Each year as Veteran’s Day comes and goes I tell myself that I will make it a point to sit down and writing something meaningful about this day. I have never found the words. This strikes me as odd because I’m married to a veteran of the USMC, a Marine who served two tours in Iraq . By his second deployment, Rob and I were newly married. He shipped out about eight weeks after we married and returned about eight months later. In hindsight – in the grand scheme of things – the time apart flew by, but for those eight months the days trickled by slowly. Thankfully, Rob and I were able to keep in almost daily contact, save for when communications were taken offline.
There is great significance, at least for me, that Veteran’s Day falls during the same month that we celebrate Thanksgiving. Every year on this day my thoughts wander to other families who were and are currently in the very same situation that I was in 7 years ago. And it reminds me of just how grateful I am to have Rob here with me. Especially now that we are both parents. I think of how easily this could not have happened had God not been so gracious and brought Rob home to me. As I write, I think about all of the other families that are missing a mother or father. I think about how many Thanksgiving tables will be missing someone; about the many smiling faces that won’t be there around the decorated tree on Christmas morning. This so easily could have been me and I am thankful everyday that it isn’t.

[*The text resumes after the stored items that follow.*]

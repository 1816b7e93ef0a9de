//! Job dispatch
//!
//! This module consumes the stream of crawl results and turns each one into
//! a concurrently running job:
//! - One job per result, spawned in arrival order
//! - A fixed pause between spawns so the summarization service is not flooded
//! - A semaphore bounding how many jobs run at once
//! - Duplicate results (same output filename) dropped within a run
//!
//! Spawning never waits for a job to finish; the only pause the producer
//! sees is the throttle.

use crate::config::DispatcherConfig;
use crate::job::{JobContext, JobError, JobOutcome, RetryingJob};
use crate::output::RunSummary;
use crate::source::CrawlResult;
use std::collections::HashMap;
use std::sync::Arc;
use std::time::Duration;
use tokio::sync::{mpsc, Semaphore};
use tokio::task::{Id, JoinError, JoinSet};

/// Spawns throttled, bounded jobs for a stream of crawl results
#[derive(Debug, Clone)]
pub struct Dispatcher {
    throttle: Duration,
    max_concurrent: usize,
}

impl Default for Dispatcher {
    fn default() -> Self {
        Self::new(Duration::from_millis(200), 8)
    }
}

impl Dispatcher {
    pub fn new(throttle: Duration, max_concurrent: usize) -> Self {
        Self {
            throttle,
            max_concurrent: max_concurrent.max(1),
        }
    }

    /// Creates a dispatcher from the `[dispatcher]` configuration section
    pub fn from_config(config: &DispatcherConfig) -> Self {
        Self::new(
            Duration::from_millis(config.throttle_ms),
            config.max_concurrent_jobs as usize,
        )
    }

    pub fn throttle(&self) -> Duration {
        self.throttle
    }

    pub fn max_concurrent(&self) -> usize {
        self.max_concurrent
    }

    /// Runs until the stream ends and every spawned job has finished
    ///
    /// Job failures, including panics, are counted in the summary and never
    /// stop the run.
    pub async fn run(
        &self,
        mut results: mpsc::Receiver<CrawlResult>,
        ctx: JobContext,
        summary: RunSummary,
    ) -> RunSummary {
        let mut run = DispatchRun::new(summary, self.max_concurrent);

        while let Some(result) = results.recv().await {
            tracing::info!("Processing {} | MD size: {}", result.url, result.size());

            run.dispatch(result, &ctx);
            run.reap_finished();

            tokio::time::sleep(self.throttle).await;
        }

        tracing::debug!(
            "Result stream ended, waiting for {} running job(s)",
            run.jobs.len()
        );
        run.drain().await;

        let mut summary = run.summary;
        summary.finish();
        tracing::info!(
            "Run finished: {} succeeded, {} skipped, {} failed",
            summary.succeeded,
            summary.skipped,
            summary.failed
        );
        summary
    }
}

/// Bookkeeping of one `Dispatcher::run`
struct DispatchRun {
    summary: RunSummary,
    jobs: JoinSet<JobOutcome>,
    urls: HashMap<Id, String>,
    /// Output filename -> URL of the job that claimed it
    claimed: HashMap<String, String>,
    permits: Arc<Semaphore>,
}

impl DispatchRun {
    fn new(summary: RunSummary, max_concurrent: usize) -> Self {
        Self {
            summary,
            jobs: JoinSet::new(),
            urls: HashMap::new(),
            claimed: HashMap::new(),
            permits: Arc::new(Semaphore::new(max_concurrent)),
        }
    }

    /// Claims `filename` for `url`, or returns the URL already holding it
    fn claim(&mut self, filename: String, url: &str) -> Result<(), String> {
        match self.claimed.get(&filename) {
            Some(holder) => Err(holder.clone()),
            None => {
                self.claimed.insert(filename, url.to_string());
                Ok(())
            }
        }
    }

    fn dispatch(&mut self, result: CrawlResult, ctx: &JobContext) {
        let filename = ctx.store.filename_for(&result.url);
        if let Err(holder) = self.claim(filename.clone(), &result.url) {
            tracing::warn!(
                "Dropping {}: {} is already claimed by {} in this run",
                result.url,
                filename,
                holder
            );
            self.summary.record_duplicate();
            return;
        }

        let url = result.url.clone();
        let job = RetryingJob::new(result, ctx.clone());
        let permits = self.permits.clone();

        let handle = self.jobs.spawn(async move {
            // The semaphore is never closed, so the permit is always granted
            let _permit = permits.acquire_owned().await.ok();
            job.run().await
        });

        self.urls.insert(handle.id(), url);
        self.summary.record_dispatch();
    }

    fn reap_finished(&mut self) {
        while let Some(joined) = self.jobs.try_join_next_with_id() {
            self.record(joined);
        }
    }

    async fn drain(&mut self) {
        while let Some(joined) = self.jobs.join_next_with_id().await {
            self.record(joined);
        }
    }

    fn record(&mut self, joined: Result<(Id, JobOutcome), JoinError>) {
        match joined {
            Ok((id, outcome)) => {
                let url = self.urls.remove(&id).unwrap_or_default();
                self.summary.record(&url, &outcome);
            }
            Err(e) => {
                let url = self.urls.remove(&e.id()).unwrap_or_default();
                tracing::error!("Job for {} aborted: {}", url, e);
                self.summary
                    .record_failure(&url, 0, &JobError::Aborted(e.to_string()));
            }
        }
    }
}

I don’t want to make this a negative post or to be cynical, this isn’t why I’m finally writing this. It is important to note that this next part doesn’t apply to a lot of the people I know, just a small handful. I get angry each year when I see some of the long-winded Facebook posts from people who are “so very grateful for the service that our nation’s finest have given in the name of God and country”…but then abruptly point out that their statement of gratitude in no way shape or form means that they always agree with the reasons why we go to war. Someone once, to my face, even informed me that she didn’t see the necessity in pointing out and making a public gesture showing how many members of our armed forces were dying in the Middle East because if they signed up for it, it should be expected as being part of their job.
I can definitely tell you that I have never wanted to slash someone’s tires more than I did at that moment.
She was right about one thing. This looming reality unfortunately is a small, but hugely significant, part of the life of a member of the armed forces. The chance of being maimed, severely injured or emotionally traumatized or worse are always present. You may be thinking, “But, we have times of peace, don’t we? This won’t always be a way of life for the members of our military, right?” Let’s hope not.
But please, stop and think about this…we don’t thank them because we are glad for war. While there may not always be war, let us be thankful that there are always people willing to stand in line first should it come. Men and women who are willing to get out of high school and take the road less traveled by. Willing to leave spouses, children and friends at home, despite the risks, the danger or the possibility for the worst to occur. They are willing to face these significant risks by serving so that not all of us must do so. Willing to endure conflict so that you may uphold to your own personal convictions to feel otherwise and retain the right to say so.
This is what it means to respect the uniform, you should respect what it stands for.
Strength. Honor. Courage. Dedication to duty. Dedication to country.
And to respect the person wearing it, who boldly embodies such things.
And thank God that such men and women have lived.
This is why we say, “thank you.”
It is foolish and wrong to mourn the men who died. Rather, we should thank God that such men lived.